* [WHAT IS REQUIRED] Nothing should differ between your answer and the records below.

Stored items:
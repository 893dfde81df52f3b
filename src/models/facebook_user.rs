//! Facebook user (inbound) messages

use serde::Serialize;

use super::fields::{ChatbaseFields, FacebookId, FacebookUserMessageContent};
use super::message::{current_timestamp, BatchPayload, ChatMessage, MessageCore};
use crate::api::{ApiResponse, ChatbaseClient, Endpoint};
use crate::error::Result;

/// Nested wire shape, used both standalone and as a batch entry.
#[derive(Debug, Clone, PartialEq, Serialize)]
pub struct FacebookUserPayload<'a> {
    pub sender: &'a FacebookId,
    pub recipient: &'a FacebookId,
    pub timestamp: i64,
    pub message: &'a FacebookUserMessageContent,
    pub chatbase_fields: &'a ChatbaseFields,
}

#[derive(Debug, Clone, PartialEq)]
pub struct FacebookUserMessage {
    pub core: MessageCore,
    sender: FacebookId,
    recipient: FacebookId,
    fb_message: FacebookUserMessageContent,
    timestamp: i64,
    chatbase_fields: ChatbaseFields,
}

impl Default for FacebookUserMessage {
    fn default() -> Self {
        Self {
            core: MessageCore::default(),
            sender: FacebookId::default(),
            recipient: FacebookId::default(),
            fb_message: FacebookUserMessageContent::default(),
            timestamp: current_timestamp(),
            chatbase_fields: ChatbaseFields::default(),
        }
    }
}

impl FacebookUserMessage {
    pub fn new(
        api_key: impl Into<String>,
        intent: impl Into<String>,
        version: impl Into<String>,
        message: impl Into<String>,
    ) -> Self {
        let mut msg = Self::default();
        msg.core.api_key = api_key.into();
        msg.core.intent = intent.into();
        msg.core.version = version.into();
        msg.core.message = message.into();
        msg
    }

    pub fn sender(&self) -> &FacebookId {
        &self.sender
    }

    pub fn recipient(&self) -> &FacebookId {
        &self.recipient
    }

    pub fn fb_message(&self) -> &FacebookUserMessageContent {
        &self.fb_message
    }

    pub fn timestamp(&self) -> i64 {
        self.timestamp
    }

    pub fn chatbase_fields(&self) -> &ChatbaseFields {
        &self.chatbase_fields
    }

    pub fn set_recipient_id(&mut self, recipient_id: impl Into<String>) {
        self.recipient.id = recipient_id.into();
    }

    pub fn set_sender_id(&mut self, sender_id: impl Into<String>) {
        self.sender.id = sender_id.into();
    }

    pub fn set_message_id(&mut self, message_id: impl Into<String>) {
        self.fb_message.mid = message_id.into();
    }

    /// Copy intent/version/flags and the message text from the core fields
    /// into the nested blocks. Runs before every serialization.
    pub fn set_chatbase_fields(&mut self) {
        self.chatbase_fields = ChatbaseFields {
            intent: self.core.intent.clone(),
            version: self.core.version.clone(),
            not_handled: self.core.not_handled(),
            feedback: self.core.feedback(),
        };
        self.fb_message.text = self.core.message.clone();
    }

    /// Nested structure for a batch entry, with chatbase fields refreshed.
    pub fn to_set_format(&mut self) -> FacebookUserPayload<'_> {
        self.set_chatbase_fields();
        self.payload()
    }

    fn payload(&self) -> FacebookUserPayload<'_> {
        FacebookUserPayload {
            sender: &self.sender,
            recipient: &self.recipient,
            timestamp: self.timestamp,
            message: &self.fb_message,
            chatbase_fields: &self.chatbase_fields,
        }
    }

    pub fn to_json(&mut self) -> Result<String> {
        Ok(serde_json::to_string(&self.to_set_format())?)
    }

    /// POST to `/api/facebook/send_message?api_key=...`.
    pub fn send(&mut self, client: &ChatbaseClient) -> Result<ApiResponse> {
        let body = self.to_json()?;
        client.post(Endpoint::FacebookUserMessage, &self.core.api_key, body)
    }
}

impl ChatMessage for FacebookUserMessage {
    fn core(&self) -> &MessageCore {
        &self.core
    }

    fn core_mut(&mut self) -> &mut MessageCore {
        &mut self.core
    }
}

/// Batch of user messages sharing api_key and version.
#[derive(Debug, Clone, Default)]
pub struct FacebookUserMessageSet {
    pub api_key: String,
    pub version: String,
    messages: Vec<FacebookUserMessage>,
}

impl FacebookUserMessageSet {
    pub fn new(api_key: impl Into<String>, version: impl Into<String>) -> Self {
        Self {
            api_key: api_key.into(),
            version: version.into(),
            messages: Vec::new(),
        }
    }

    pub fn messages(&self) -> &[FacebookUserMessage] {
        &self.messages
    }

    pub fn len(&self) -> usize {
        self.messages.len()
    }

    pub fn is_empty(&self) -> bool {
        self.messages.is_empty()
    }

    pub fn append_message(&mut self, message: FacebookUserMessage) {
        self.messages.push(message);
    }

    /// Create a message with the set's api_key and version, append it and
    /// return it for further mutation.
    pub fn new_message(
        &mut self,
        intent: impl Into<String>,
        message: impl Into<String>,
    ) -> &mut FacebookUserMessage {
        let msg = FacebookUserMessage::new(
            self.api_key.as_str(),
            intent,
            self.version.as_str(),
            message,
        );
        self.messages.push(msg);
        let idx = self.messages.len() - 1;
        &mut self.messages[idx]
    }

    pub fn to_json(&mut self) -> Result<String> {
        for msg in &mut self.messages {
            msg.set_chatbase_fields();
        }
        let payload = BatchPayload {
            messages: self
                .messages
                .iter()
                .map(FacebookUserMessage::payload)
                .collect(),
        };
        Ok(serde_json::to_string(&payload)?)
    }

    /// POST to `/api/facebook/message_received_batch?api_key=...`.
    pub fn send(&mut self, client: &ChatbaseClient) -> Result<ApiResponse> {
        let body = self.to_json()?;
        client.post(Endpoint::FacebookUserMessageBatch, &self.api_key, body)
    }
}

* [RESPONSE TO THE EXERCISE]
repository 893dfde81df52f3b
filename src/models/facebook_user.rs
//! Facebook user (inbound) messages

use serde::Serialize;

use super::fields::{ChatbaseFields, FacebookId, FacebookUserMessageContent};
use super::message::{current_timestamp, BatchPayload, ChatMessage, MessageCore};
use crate::api::{ApiResponse, ChatbaseClient, Endpoint};
use crate::error::Result;

/// Nested wire shape, used both standalone and as a batch entry.
#[derive(Debug, Clone, PartialEq, Serialize)]
pub struct FacebookUserPayload<'a> {
    pub sender: &'a FacebookId,
    pub recipient: &'a FacebookId,
    pub timestamp: i64,
    pub message: &'a FacebookUserMessageContent,
    pub chatbase_fields: &'a ChatbaseFields,
}

#[derive(Debug, Clone, PartialEq)]
pub struct FacebookUserMessage {
    pub core: MessageCore,
    sender: FacebookId,
    recipient: FacebookId,
    fb_message: FacebookUserMessageContent,
    timestamp: i64,
    chatbase_fields: ChatbaseFields,
}

impl Default for FacebookUserMessage {
    fn default() -> Self {
        Self {
            core: MessageCore::default(),
            sender: FacebookId::default(),
            recipient: FacebookId::default(),
            fb_message: FacebookUserMessageContent::default(),
            timestamp: current_timestamp(),
            chatbase_fields: ChatbaseFields::default(),
        }
    }
}

impl FacebookUserMessage {
    pub fn new(
        api_key: impl Into<String>,
        intent: impl Into<String>,
        version: impl Into<String>,
        message: impl Into<String>,
    ) -> Self {
        let mut msg = Self::default();
        msg.core.api_key = api_key.into();
        msg.core.intent = intent.into();
        msg.core.version = version.into();
        msg.core.message = message.into();
        msg
    }

    pub fn sender(&self) -> &FacebookId {
        &self.sender
    }

    pub fn recipient(&self) -> &FacebookId {
        &self.recipient
    }

    pub fn fb_message(&self) -> &FacebookUserMessageContent {
        &self.fb_message
    }

    pub fn timestamp(&self) -> i64 {
        self.timestamp
    }

    pub fn chatbase_fields(&self) -> &ChatbaseFields {
        &self.chatbase_fields
    }

    pub fn set_recipient_id(&mut self, recipient_id: impl Into<String>) {
        self.recipient.id = recipient_id.into();
    }

    pub fn set_sender_id(&mut self, sender_id: impl Into<String>) {
        self.sender.id = sender_id.into();
    }

    pub fn set_message_id(&mut self, message_id: impl Into<String>) {
        self.fb_message.mid = message_id.into();
    }

    /// Copy intent/version/flags and the message text from the core fields
    /// into the nested blocks. Runs before every serialization.
    pub fn set_chatbase_fields(&mut self) {
        self.chatbase_fields = ChatbaseFields {
            intent: self.core.intent.clone(),
            version: self.core.version.clone(),
            not_handled: self.core.not_handled(),
            feedback: self.core.feedback(),
        };
        self.fb_message.text = self.core.message.clone();
    }

    /// Nested structure for a batch entry, with chatbase fields refreshed.
    pub fn to_set_format(&mut self) -> FacebookUserPayload<'_> {
        self.set_chatbase_fields();
        self.payload()
    }

    fn payload(&self) -> FacebookUserPayload<'_> {
        FacebookUserPayload {
            sender: &self.sender,
            recipient: &self.recipient,
            timestamp: self.timestamp,
            message: &self.fb_message,
            chatbase_fields: &self.chatbase_fields,
        }
    }

    pub fn to_json(&mut self) -> Result<String> {
        Ok(serde_json::to_string(&self.to_set_format())?)
    }

    /// POST to `/api/facebook/send_message?api_key=...`.
    pub fn send(&mut self, client: &ChatbaseClient) -> Result<ApiResponse> {
        let body = self.to_json()?;
        client.post(Endpoint::FacebookUserMessage, &self.core.api_key, body)
    }
}

impl ChatMessage for FacebookUserMessage {
    fn core(&self) -> &MessageCore {
        &self.core
    }

    fn core_mut(&mut self) -> &mut MessageCore {
        &mut self.core
    }
}

/// Batch of user messages sharing api_key and version.
#[derive(Debug, Clone, Default)]
pub struct FacebookUserMessageSet {
    pub api_key: String,
    pub version: String,
    messages: Vec<FacebookUserMessage>,
}

impl FacebookUserMessageSet {
    pub fn new(api_key: impl Into<String>, version: impl Into<String>) -> Self {
        Self {
            api_key: api_key.into(),
            version: version.into(),
            messages: Vec::new(),
        }
    }

    pub fn messages(&self) -> &[FacebookUserMessage] {
        &self.messages
    }

    pub fn len(&self) -> usize {
        self.messages.len()
    }

    pub fn is_empty(&self) -> bool {
        self.messages.is_empty()
    }

    pub fn append_message(&mut self, message: FacebookUserMessage) {
        self.messages.push(message);
    }

    /// Create a message with the set's api_key and version, append it and
    /// return it for further mutation.
    pub fn new_message(
        &mut self,
        intent: impl Into<String>,
        message: impl Into<String>,
    ) -> &mut FacebookUserMessage {
        let msg = FacebookUserMessage::new(
            self.api_key.as_str(),
            intent,
            self.version.as_str(),
            message,
        );
        self.messages.push(msg);
        let idx = self.messages.len() - 1;
        &mut self.messages[idx]
    }

    pub fn to_json(&mut self) -> Result<String> {
        for msg in &mut self.messages {
            msg.set_chatbase_fields();
        }
        let payload = BatchPayload {
            messages: self
                .messages
                .iter()
                .map(FacebookUserMessage::payload)
                .collect(),
        };
        Ok(serde_json::to_string(&payload)?)
    }

    /// POST to `/api/facebook/message_received_batch?api_key=...`.
    pub fn send(&mut self, client: &ChatbaseClient) -> Result<ApiResponse> {
        let body = self.to_json()?;
        client.post(Endpoint::FacebookUserMessageBatch, &self.api_key, body)
    }
}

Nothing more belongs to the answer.